The Big work has started for the creation of Soloviolin.com Website

More details are here:

http://www.james-lee.net/brief/foru...view=getnewpost

That is my - Blogger site. has not been long since it begun. A few days. Forums, Journals.. etc.

Check that place often - i really would appreciate your comments and suggestions as i will be closely updating my progress there. In the end, this website is for you guys.

After Soloviolin.com is done, Solomusic.net is NEXT :huh:

Gather your ideas here please for this one.

Pio, would you like one of your recordings to be listed on the soloviolin homepage? All the visitors will see it and i want some recordings there to represent some of the players who are regluars to the site.


----------



## Quaverion (Jul 20, 2004)

Oh no! James! You deleted SoloViolin.com?! Nooo! Don't delete SoloMusic! Nooo!

Just kidding. I think the link doesn't work.


----------



## James (Jul 11, 2004)

lol no never, the soloviolin forum is hot and running!


----------



## Daniel (Jul 11, 2004)

Try this to see a flash intro for James new project http://solomusic.net/demo.html.
But use internet explorer, netscape doesn't work properly for this link by me.


----------



## Quaverion (Jul 20, 2004)

The first link still isn't working for me. Is it just my computer? Interesting idea of using flash. This forum will still be non-falsh though, right. I sort of love it like it is now.


----------



## max (Jul 17, 2004)

WOW, I really love that flash, but it does not work in anything BUT Internet Exploder...

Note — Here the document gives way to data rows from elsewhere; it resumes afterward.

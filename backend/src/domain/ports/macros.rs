//! Defines helper macros for generating domain port error enums.

macro_rules! define_port_error {
    (@ctor $variant:ident) => {
        ::paste::paste! {
            pub fn [<$variant:snake>]() -> Self {
                Self::$variant
            }
        }
    };

    (@ctor $variant:ident { $($field:ident : $ty:ty),* $(,)? }) => {
        define_port_error!(@ctor_impl $variant () () $( $field : $ty, )*);
    };

    (@ctor_impl $variant:ident ($($params:tt)*) ($($inits:tt)*) ) => {
        ::paste::paste! {
            pub fn [<$variant:snake>]($($params)*) -> Self {
                Self::$variant { $($inits)* }
            }
        }
    };

    (@ctor_impl $variant:ident ($($params:tt)*) ($($inits:tt)*) $field:ident : $ty:ty, $($rest:tt)*) => {
        define_port_error!(
            @ctor_impl
            $variant
            ($($params)* $field: impl Into<$ty>,)
            ($($inits)* $field: $field.into(),)
            $($rest)*
        );
    };
    (
        $(#[$outer:meta])*
        pub enum $name:ident {
            $(
                $(#[$variant_meta:meta])*
                $variant:ident $( { $($field:ident : $ty:ty),* $(,)? } )? => $message:expr
            ),* $(,)?
        }
    ) => {
        $(#[$outer])*
        #[derive(Debug, Clone, PartialEq, Eq, thiserror::Error)]
        pub enum $name {
            $(
                $(#[$variant_meta])*
                #[error($message)]
                $variant $( { $($field : $ty),* } )?,
            )*
        }

        impl $name {
            $(
                define_port_error!(@ctor $variant $( { $($field : $ty),* } )?);
            )*
        }
    };
}

pub(crate) use define_port_error;
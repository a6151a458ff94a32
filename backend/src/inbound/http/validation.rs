//! Shared validation helpers for inbound HTTP adapters.
//!
//! Request DTOs carry raw strings; these helpers turn them into domain values
//! and attach `{field, code}` details to the resulting `invalid_request`
//! errors so clients can highlight the offending input.

use std::fmt::Display;
use std::str::FromStr;

use serde_json::json;

use crate::domain::{Error, PasswordPolicyError, TicketId, UserId};

/// Validation error codes for HTTP request failures.
#[derive(Debug, Clone, Copy, PartialEq, Eq)]
pub(crate) enum ErrorCode {
    MissingField,
    InvalidUuid,
    InvalidValue,
    WeakPassword,
}

impl ErrorCode {
    fn as_str(self) -> &'static str {
        match self {
            ErrorCode::MissingField => "missing_field",
            ErrorCode::InvalidUuid => "invalid_uuid",
            ErrorCode::InvalidValue => "invalid_value",
            ErrorCode::WeakPassword => "weak_password",
        }
    }
}

/// Newtype wrapper for HTTP field names to provide type safety.
#[derive(Debug, Clone, Copy, PartialEq, Eq)]
pub(crate) struct FieldName(&'static str);

impl FieldName {
    pub(crate) const fn new(name: &'static str) -> Self {
        Self(name)
    }

    fn as_str(&self) -> &str {
        self.0
    }
}

/// Builder for validation errors with field context.
struct ValidationError {
    field: String,
    message: String,
}

impl ValidationError {
    fn new(field: impl Into<String>, message: impl Into<String>) -> Self {
        Self {
            field: field.into(),
            message: message.into(),
        }
    }

    fn with_code(self, code: ErrorCode) -> Error {
        Error::invalid_request(self.message).with_details(json!({
            "field": self.field,
            "code": code.as_str(),
        }))
    }

    fn with_value(self, code: ErrorCode, value: impl Into<String>) -> Error {
        Error::invalid_request(self.message).with_details(json!({
            "field": self.field,
            "value": value.into(),
            "code": code.as_str(),
        }))
    }
}

pub(crate) fn missing_field_error(field: FieldName) -> Error {
    let field = field.as_str();
    ValidationError::new(field, format!("missing required field: {field}"))
        .with_code(ErrorCode::MissingField)
}

pub(crate) fn require<T>(value: Option<T>, field: FieldName) -> Result<T, Error> {
    value.ok_or_else(|| missing_field_error(field))
}

pub(crate) fn invalid_uuid_error(field: FieldName, value: &str) -> Error {
    let field = field.as_str();
    ValidationError::new(field, format!("{field} must be a valid UUID"))
        .with_value(ErrorCode::InvalidUuid, value)
}

pub(crate) fn parse_user_id(value: &str, field: FieldName) -> Result<UserId, Error> {
    UserId::new(value).map_err(|_| invalid_uuid_error(field, value))
}

pub(crate) fn parse_ticket_id(value: &str, field: FieldName) -> Result<TicketId, Error> {
    TicketId::new(value).map_err(|_| invalid_uuid_error(field, value))
}

/// Report a domain constructor failure against `field`.
pub(crate) fn invalid_field(field: FieldName, error: impl Display) -> Error {
    ValidationError::new(field.as_str(), error.to_string()).with_code(ErrorCode::InvalidValue)
}

/// Build a domain value, attributing any failure to `field`.
pub(crate) fn field<T, E: Display>(field: FieldName, result: Result<T, E>) -> Result<T, Error> {
    result.map_err(|error| invalid_field(field, error))
}

/// Parse a closed-set wire name such as a status or department code.
pub(crate) fn parse_code<T>(value: &str, field: FieldName) -> Result<T, Error>
where
    T: FromStr,
    T::Err: Display,
{
    value.parse().map_err(|error: T::Err| {
        ValidationError::new(field.as_str(), error.to_string())
            .with_value(ErrorCode::InvalidValue, value)
    })
}

pub(crate) fn weak_password_error(field: FieldName, error: &PasswordPolicyError) -> Error {
    ValidationError::new(field.as_str(), error.to_string()).with_code(ErrorCode::WeakPassword)
}
//! Inbound adapters translating external requests into domain service calls.
//!
//! HTTP handlers live under [`http`]; framework details stay at this edge.

pub mod http;
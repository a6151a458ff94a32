//! Port abstraction for ticket persistence adapters and their errors.
//!
//! Status-changing writes are conditional: an adapter applies a transition or
//! revision only while the stored status still equals the `expected` status
//! the decision was made against, and reports `StaleStatus` otherwise.
use async_trait::async_trait;

use crate::domain::lifecycle::{TicketQuery, TicketRevision, TicketTransition};
use crate::domain::{Ticket, TicketId, TicketStatus};

use super::define_port_error;

define_port_error! {
    /// Persistence errors raised by ticket repository adapters.
    pub enum TicketPersistenceError {
        /// Repository connection could not be established.
        Connection { message: String } => "ticket repository connection failed: {message}",
        /// Query or mutation failed during execution.
        Query { message: String } => "ticket repository query failed: {message}",
        /// No ticket with the id exists.
        NotFound { ticket_id: TicketId } => "ticket {ticket_id} not found",
        /// The stored status moved on since the ticket was read.
        StaleStatus { ticket_id: TicketId, expected: TicketStatus, actual: TicketStatus } =>
            "ticket {ticket_id} is {actual}, expected {expected}",
    }
}

#[cfg_attr(test, mockall::automock)]
#[async_trait]
pub trait TicketRepository: Send + Sync {
    /// Store a freshly opened ticket.
    async fn insert(&self, ticket: &Ticket) -> Result<(), TicketPersistenceError>;

    /// Fetch a ticket by identifier.
    async fn find_by_id(&self, id: &TicketId) -> Result<Option<Ticket>, TicketPersistenceError>;

    /// Tickets matching the filter and visibility scope, in the requested order.
    async fn list(&self, query: &TicketQuery) -> Result<Vec<Ticket>, TicketPersistenceError>;

    /// Write a status transition and return the stored ticket.
    async fn apply_transition(
        &self,
        transition: &TicketTransition,
    ) -> Result<Ticket, TicketPersistenceError>;

    /// Write a detail edit and return the stored ticket.
    async fn apply_revision(
        &self,
        revision: &TicketRevision,
    ) -> Result<Ticket, TicketPersistenceError>;
}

And nice job with that page on your demo site, it's going to be very HOT and SEXY!

Yes, that's an inside joke between James and myself!


----------



## Guest (May 21, 2018)

James said:


> The Big work has started for the creation of Soloviolin.com Website
> 
> More details are here:
> 
> ...


James it is against the ToS to solicit for other sites, even if it is your own.

In any case, I can't access it, even on Netscape.


----------



## Guest (May 21, 2018)

max said:


> WOW, I really love that flash, but it does not work in anything BUT Internet Exploder...
> 
> And nice job with that page on your demo site, it's going to be very HOT and SEXY!
> 
> Yes, that's an inside joke between James and myself!


Max and James were quite a couple back then.


----------



## Klassik (Mar 14, 2017)

Tulse said:


> Max and James were quite a couple back then.


Wait, I thought it was James and Daniel who had the baby. Man, Bettina really missed the glory days of TC. She just came here 13 years too late. 

Has anyone checked out those websites listed above, Solomusic and Soloviolin? They sound kind of, well, you know...:devil:


----------



## Guest (May 21, 2018)

I tried, but they seem to be long gone. I wish I still had Netscape, maybe I'd get to see the nitty-gritty of their bromance.


----------